私たちの特徴

ご利用者の意思を尊重したケア

ご利用者によって、心身の状態や目標は様々です。私たちはご利用者の自己実現したいことを尊重し、医療・介護の専門的な視点から支援しています。

ご利用者やご家族の合意のもとケアプランを作成し、介護士や看護師、理学療法士、作業療法士、言語聴覚士などのリハビリテーション専門職が協力して日常のケアを行っています。

「地域共生社会」を目指して

私たちは社会への接点・交流機会を持ち、地域コミュニティの拠点になることを目指しています。
社会と関わることによって生きがいや意欲が生まれ、自身のやれることが広がっていく。
障害を持った方や高齢者の方が社会参加することによって、地域への理解も得られる。
私たちはそういった場面を何度となく体験してきました。

地域を通じたケアを実践していくことで、介護が必要な方や高齢者の方が自律性を生み出せる環境へ。高齢者が社会に出ていくだけでなく、全世代が自然に支えあう世界を目指して。

介護の質を高める取り組み

高齢化社会を迎え、過去の古い介護(残存機能まで奪ってしまうようなお世話型介護)から、自律を支援する介護の需要が高まってきました。
介護はより根拠に基づいた知識、技術が求められています。私たちは地域の医療や福祉、介護の多職種が集まる連携ネットワークへの参加、事例研究発表会、研修の積極的な参加など、サービスの質を高める取り組みを日々行なっています。

  • 事例研究発表会
  • ウイズ・ハート、さくらテラス 合同研修

病院運営を活かした医療連携

病院と密に連携を取りながら医療連携を行っています。
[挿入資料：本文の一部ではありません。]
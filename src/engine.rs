use std::time::{Duration, SystemTime};

use log::{debug, info};
use pollster::FutureExt as _;

use crate::{
    capture::RasterImage,
    clock::AnimationClock,
    config::Settings,
    entity::Scene,
    error::{Error, Result},
    export::FrameSource,
    image_buffer::ImageBuffer,
    particle_field::ParticleSet,
    renderer::Renderer,
    window::{Size, Window},
};

/// The public face of the library: one loaded image, its particle field and
/// the render state that animates it.
///
/// The engine never schedules itself. Call `advance` then `render` (or
/// `tick`) once per display refresh.
pub struct Engine {
    renderer: Renderer,
    scene: Scene,
    clock: AnimationClock,
    settings: Settings,
    image: Option<ImageBuffer>,
    seed: u64,
}

impl Engine {
    pub fn new(window: &impl Window, settings: Settings) -> Result<Self> {
        let renderer = Renderer::new(window).block_on()?;
        Ok(Self::with_renderer(renderer, settings, window.pixel_ratio()))
    }

    pub fn headless(size: Size, settings: Settings) -> Result<Self> {
        let renderer = Renderer::headless(size).block_on()?;
        Ok(Self::with_renderer(renderer, settings, 1.))
    }

    fn with_renderer(renderer: Renderer, settings: Settings, pixel_ratio: f32) -> Self {
        let seed = settings.seed.unwrap_or_else(time_seed);
        info!("Seeded particle generation with {}", seed);

        let scene = Scene::new(&settings, renderer.size().aspect_ratio(), pixel_ratio);

        Self {
            renderer,
            scene,
            clock: AnimationClock::new(),
            settings,
            image: None,
            seed,
        }
    }

    pub fn scene(&self) -> &Scene {
        &self.scene
    }

    pub fn settings(&self) -> &Settings {
        &self.settings
    }

    pub fn size(&self) -> Size {
        self.renderer.size()
    }

    pub fn image(&self) -> Option<&ImageBuffer> {
        self.image.as_ref()
    }

    pub fn elapsed(&self) -> Duration {
        self.clock.elapsed()
    }

    /// Number of particles resident on the GPU.
    pub fn particle_count(&self) -> u32 {
        self.renderer.particle_count()
    }

    /// Replaces the current image and its particles. The animation restarts
    /// from zero and drift, bloom and camera go back to the configured
    /// values. On error the previous image and state are kept.
    pub fn load_image(&mut self, image: ImageBuffer, count: usize) -> Result<()> {
        let set = ParticleSet::generate(&image, count, self.seed)?;
        self.renderer.replace_particles(&set)?;
        self.scene = self.configured_scene();
        self.scene.image_aspect = set.image_aspect();
        self.fit_camera();
        info!(
            "Loaded {}x{} image as {} particles",
            image.width(),
            image.height(),
            set.len()
        );
        self.image = Some(image);
        self.clock.reset();
        Ok(())
    }

    /// Rebuilds the particle field of the retained image with a new count.
    pub fn regenerate(&mut self, count: usize) -> Result<()> {
        if count == 0 {
            return Err(Error::InvalidInput(
                "particle count must be greater than zero".to_string(),
            ));
        }
        let image = match &self.image {
            Some(image) => image,
            None => {
                debug!("No image loaded; nothing to regenerate");
                return Ok(());
            }
        };
        let set = ParticleSet::generate(image, count, self.seed)?;
        self.renderer.replace_particles(&set)?;
        self.scene.image_aspect = set.image_aspect();
        self.fit_camera();
        Ok(())
    }

    /// Render state as `Settings` describes it, at the current target size.
    fn configured_scene(&self) -> Scene {
        Scene::new(
            &self.settings,
            self.renderer.size().aspect_ratio(),
            self.scene.pixel_ratio,
        )
    }

    fn fit_camera(&mut self) {
        self.scene.fit_camera(self.renderer.size().aspect_ratio());
        debug!(
            "Camera fitted at z = {} (image aspect {})",
            self.scene.camera.position.z, self.scene.image_aspect
        );
    }

    pub fn set_drift(&mut self, drift: f32) {
        self.scene.drift = drift;
    }

    pub fn set_bloom(&mut self, strength: f32) {
        self.scene.bloom.strength = strength;
    }

    pub fn set_bloom_radius(&mut self, radius: f32) {
        self.scene.bloom.radius = radius;
    }

    pub fn set_bloom_threshold(&mut self, threshold: f32) {
        self.scene.bloom.threshold = threshold;
    }

    /// Fails with `ResourceAcquisition` when `size` exceeds what the device
    /// can render; the previous size stays in effect.
    pub fn resize(&mut self, size: Size, pixel_ratio: f32) -> Result<()> {
        if size.is_empty() {
            debug!("Ignoring resize to {}x{}", size.width, size.height);
            return Ok(());
        }
        self.renderer.resize(size)?;
        self.scene.pixel_ratio = pixel_ratio.min(self.settings.max_pixel_ratio);
        self.fit_camera();
        Ok(())
    }

    pub fn advance(&mut self, delta: Duration) {
        self.clock.advance(delta);
        self.scene.elapsed = self.clock.elapsed_secs();
    }

    pub fn render(&mut self) -> Result<()> {
        self.renderer.render(&self.scene)
    }

    pub fn tick(&mut self, delta: Duration) -> Result<()> {
        self.advance(delta);
        self.render()
    }

    /// Renders the current state offscreen and reads it back. Does not
    /// advance the clock.
    pub fn capture_frame(&mut self) -> Result<RasterImage> {
        self.renderer.capture(&self.scene)
    }

    /// Drops the particles and the retained image and restores the
    /// configured defaults.
    pub fn reset(&mut self) {
        self.renderer.clear_particles();
        self.image = None;
        self.clock.reset();
        self.scene = self.configured_scene();
        info!("Engine reset");
    }
}

impl FrameSource for Engine {
    fn advance(&mut self, delta: Duration) {
        Engine::advance(self, delta);
    }

    fn capture_frame(&mut self) -> Result<RasterImage> {
        Engine::capture_frame(self)
    }
}

fn time_seed() -> u64 {
    SystemTime::now()
        .duration_since(SystemTime::UNIX_EPOCH)
        .map(|d| d.as_millis() as u64)
        .unwrap_or_default()
}
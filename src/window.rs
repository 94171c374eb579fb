pub trait HasSize {
    fn size(&self) -> Size;
}

#[derive(Debug, Clone, Copy, Eq, PartialEq, Default)]
pub struct Size {
    pub width: u32,
    pub height: u32,
}

impl Size {
    pub fn new(width: u32, height: u32) -> Self {
        Self { width, height }
    }

    pub fn is_empty(&self) -> bool {
        self.width == 0 || self.height == 0
    }

    pub fn aspect_ratio(&self) -> f32 {
        self.width as f32 / self.height.max(1) as f32
    }

    /// Halves both sides `level` times, never going below one pixel.
    pub fn downscaled(&self, level: u32) -> Self {
        Self {
            width: (self.width >> level).max(1),
            height: (self.height >> level).max(1),
        }
    }
}

impl From<Size> for wgpu::Extent3d {
    fn from(size: Size) -> Self {
        Self {
            width: size.width,
            height: size.height,
            depth_or_array_layers: 1,
        }
    }
}

impl From<winit::dpi::PhysicalSize<u32>> for Size {
    fn from(size: winit::dpi::PhysicalSize<u32>) -> Self {
        Self {
            width: size.width,
            height: size.height,
        }
    }
}

impl HasSize for winit::window::Window {
    fn size(&self) -> Size {
        self.inner_size().into()
    }
}

pub trait Window: HasSize + raw_window_handle::HasRawWindowHandle {
    fn pixel_ratio(&self) -> f32;
}

impl Window for winit::window::Window {
    fn pixel_ratio(&self) -> f32 {
        self.scale_factor() as f32
    }
}
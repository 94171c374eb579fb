//! Turns a still image into an animated, bloomed particle field.
//!
//! [`Engine`] is the entry point. Decoding and export live in [`decode`]
//! and [`export`].

mod bloom_pass;
mod capture;
mod clock;
mod composite_pass;
mod config;
pub mod decode;
mod engine;
mod entity;
mod error;
pub mod export;
mod frame_buffers;
mod image_buffer;
mod particle_field;
mod particle_pass;
mod present_pass;
mod renderer;
mod samplers;
mod surface;
mod window;

pub use capture::RasterImage;
pub use clock::{AnimationClock, FrameTimer};
pub use config::Settings;
pub use engine::Engine;
pub use entity::{fit_distance, Bloom, Camera, Scene};
pub use error::{Error, Result};
pub use image_buffer::{luminance, ImageBuffer, PixelSample};
pub use particle_field::{ParticleInstance, ParticleSet, FIELD_DEPTH, FIELD_EXTENT};
pub use window::{HasSize, Size, Window};
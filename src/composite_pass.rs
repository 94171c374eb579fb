use std::mem::size_of;

use bytemuck::{bytes_of, Pod, Zeroable};

use crate::{entity::Scene, frame_buffers::FrameBuffers, samplers::Samplers};

#[derive(Debug, Copy, Clone, Default, Pod, Zeroable)]
#[repr(C)]
struct CompositeUniforms {
    strength: f32,
    radius: f32,
    _pad0: [f32; 2],
}

impl CompositeUniforms {
    fn new(scene: &Scene) -> Self {
        Self {
            strength: scene.bloom.strength,
            radius: scene.bloom.radius,
            ..Default::default()
        }
    }
}

/// Adds the weighted blur levels on top of the particle color and writes
/// the LDR output frame.
pub struct CompositeRenderer {
    uniform_buffer: wgpu::Buffer,
    bind_group_layout: wgpu::BindGroupLayout,
    bind_group: wgpu::BindGroup,
    render_pipeline: wgpu::RenderPipeline,
}

impl CompositeRenderer {
    pub fn new(device: &wgpu::Device, frame_buffers: &FrameBuffers, samplers: &Samplers) -> Self {
        let uniform_buffer = device.create_buffer(&wgpu::BufferDescriptor {
            label: Some("Composite Uniform Buffer"),
            size: size_of::<CompositeUniforms>() as _,
            usage: wgpu::BufferUsages::UNIFORM | wgpu::BufferUsages::COPY_DST,
            mapped_at_creation: false,
        });

        let texture_entry = |binding| wgpu::BindGroupLayoutEntry {
            binding,
            visibility: wgpu::ShaderStages::FRAGMENT,
            ty: wgpu::BindingType::Texture {
                sample_type: wgpu::TextureSampleType::Float { filterable: true },
                view_dimension: wgpu::TextureViewDimension::D2,
                multisampled: false,
            },
            count: None,
        };

        let bind_group_layout = device.create_bind_group_layout(&wgpu::BindGroupLayoutDescriptor {
            label: None,
            entries: &[
                wgpu::BindGroupLayoutEntry {
                    binding: 0,
                    visibility: wgpu::ShaderStages::FRAGMENT,
                    ty: wgpu::BindingType::Buffer {
                        ty: wgpu::BufferBindingType::Uniform,
                        has_dynamic_offset: false,
                        min_binding_size: wgpu::BufferSize::new(
                            size_of::<CompositeUniforms>() as _
                        ),
                    },
                    count: None,
                },
                texture_entry(1),
                texture_entry(2),
                texture_entry(3),
                texture_entry(4),
                wgpu::BindGroupLayoutEntry {
                    binding: 5,
                    visibility: wgpu::ShaderStages::FRAGMENT,
                    ty: wgpu::BindingType::Sampler(wgpu::SamplerBindingType::Filtering),
                    count: None,
                },
            ],
        });

        let bind_group = Self::create_bind_group(
            device,
            &bind_group_layout,
            &uniform_buffer,
            frame_buffers,
            samplers,
        );

        let render_pipeline = {
            let vertex_shader_module =
                device.create_shader_module(&wgpu::include_wgsl!("fullscreen_vs.wgsl"));
            let fragment_shader_module =
                device.create_shader_module(&wgpu::include_wgsl!("composite.wgsl"));

            let pipeline_layout = device.create_pipeline_layout(&wgpu::PipelineLayoutDescriptor {
                label: None,
                bind_group_layouts: &[&bind_group_layout],
                push_constant_ranges: &[],
            });

            device.create_render_pipeline(&wgpu::RenderPipelineDescriptor {
                label: Some("Composite Render Pipeline"),
                layout: Some(&pipeline_layout),
                vertex: wgpu::VertexState {
                    module: &vertex_shader_module,
                    entry_point: "main",
                    buffers: &[],
                },
                fragment: Some(wgpu::FragmentState {
                    module: &fragment_shader_module,
                    entry_point: "main",
                    targets: &[FrameBuffers::OUTPUT_FORMAT.into()],
                }),
                primitive: wgpu::PrimitiveState::default(),
                depth_stencil: None,
                multisample: wgpu::MultisampleState::default(),
                multiview: None,
            })
        };

        Self {
            uniform_buffer,
            bind_group_layout,
            bind_group,
            render_pipeline,
        }
    }

    fn create_bind_group(
        device: &wgpu::Device,
        layout: &wgpu::BindGroupLayout,
        uniform_buffer: &wgpu::Buffer,
        frame_buffers: &FrameBuffers,
        samplers: &Samplers,
    ) -> wgpu::BindGroup {
        let bloom_views = frame_buffers
            .blur_levels
            .iter()
            .map(|level| &level.vertical.texture_view)
            .collect::<Vec<_>>();

        device.create_bind_group(&wgpu::BindGroupDescriptor {
            label: None,
            layout,
            entries: &[
                wgpu::BindGroupEntry {
                    binding: 0,
                    resource: uniform_buffer.as_entire_binding(),
                },
                wgpu::BindGroupEntry {
                    binding: 1,
                    resource: wgpu::BindingResource::TextureView(&frame_buffers.color.texture_view),
                },
                wgpu::BindGroupEntry {
                    binding: 2,
                    resource: wgpu::BindingResource::TextureView(bloom_views[0]),
                },
                wgpu::BindGroupEntry {
                    binding: 3,
                    resource: wgpu::BindingResource::TextureView(bloom_views[1]),
                },
                wgpu::BindGroupEntry {
                    binding: 4,
                    resource: wgpu::BindingResource::TextureView(bloom_views[2]),
                },
                wgpu::BindGroupEntry {
                    binding: 5,
                    resource: wgpu::BindingResource::Sampler(&samplers.bilinear),
                },
            ],
        })
    }

    pub fn recreate_bind_group(
        &mut self,
        device: &wgpu::Device,
        frame_buffers: &FrameBuffers,
        samplers: &Samplers,
    ) {
        self.bind_group = Self::create_bind_group(
            device,
            &self.bind_group_layout,
            &self.uniform_buffer,
            frame_buffers,
            samplers,
        );
    }

    pub fn update(&self, queue: &wgpu::Queue, scene: &Scene) {
        queue.write_buffer(
            &self.uniform_buffer,
            0,
            bytes_of(&CompositeUniforms::new(scene)),
        );
    }

    pub fn draw(&self, encoder: &mut wgpu::CommandEncoder, frame_buffers: &FrameBuffers) {
        let mut rpass = encoder.begin_render_pass(&wgpu::RenderPassDescriptor {
            label: Some("Composite Render Pass"),
            color_attachments: &[wgpu::RenderPassColorAttachment {
                view: &frame_buffers.output.texture_view,
                resolve_target: None,
                ops: wgpu::Operations {
                    load: wgpu::LoadOp::Clear(wgpu::Color::BLACK),
                    store: true,
                },
            }],
            depth_stencil_attachment: None,
        });
        rpass.set_bind_group(0, &self.bind_group, &[]);
        rpass.set_pipeline(&self.render_pipeline);
        rpass.draw(0..3, 0..1);
    }
}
ご利用者様と医療の連携以外にも職員同士が医療の知識を高めるために研修・勉強会などを行っています。

介護老人保健施設

施設内の常勤医師

  • ・医療相談、報告、連絡
  • ・診療、処方、処置、処置の指示

看護

  • ・健康チェック
  • ・医療相談、処置、服薬管理、医師への報告

訪問歯科

  • ・口腔衛生相談、報告、連絡、治療、口腔衛生、口腔衛生管理に係る助言(週2回)

グループホーム

訪問診療

  • ・担当主治医(月2回)*24時間連絡体制
  • ・医療相談、報告、連絡
  • ・診療、処方、処置、処置の指示、入院指示

訪問看護(週1回)*24時間連絡体制

  • ・健康チェック
  • ・医療相談、報告、連絡、医師への報告

訪問歯科(週1回)*希望者

  • ・口腔衛生相談、報告、連絡、治療、口腔衛生、口腔衛生管理に係る助言(月1回)

居宅介護支援

琵琶湖大橋病院の居宅介護支援事業所となりますので、ケアマネジャーが密に病院と連携を行い、定期的な訪問診療、訪問看護、訪問歯科はもちろん、状況に応じての医療連携を行っています。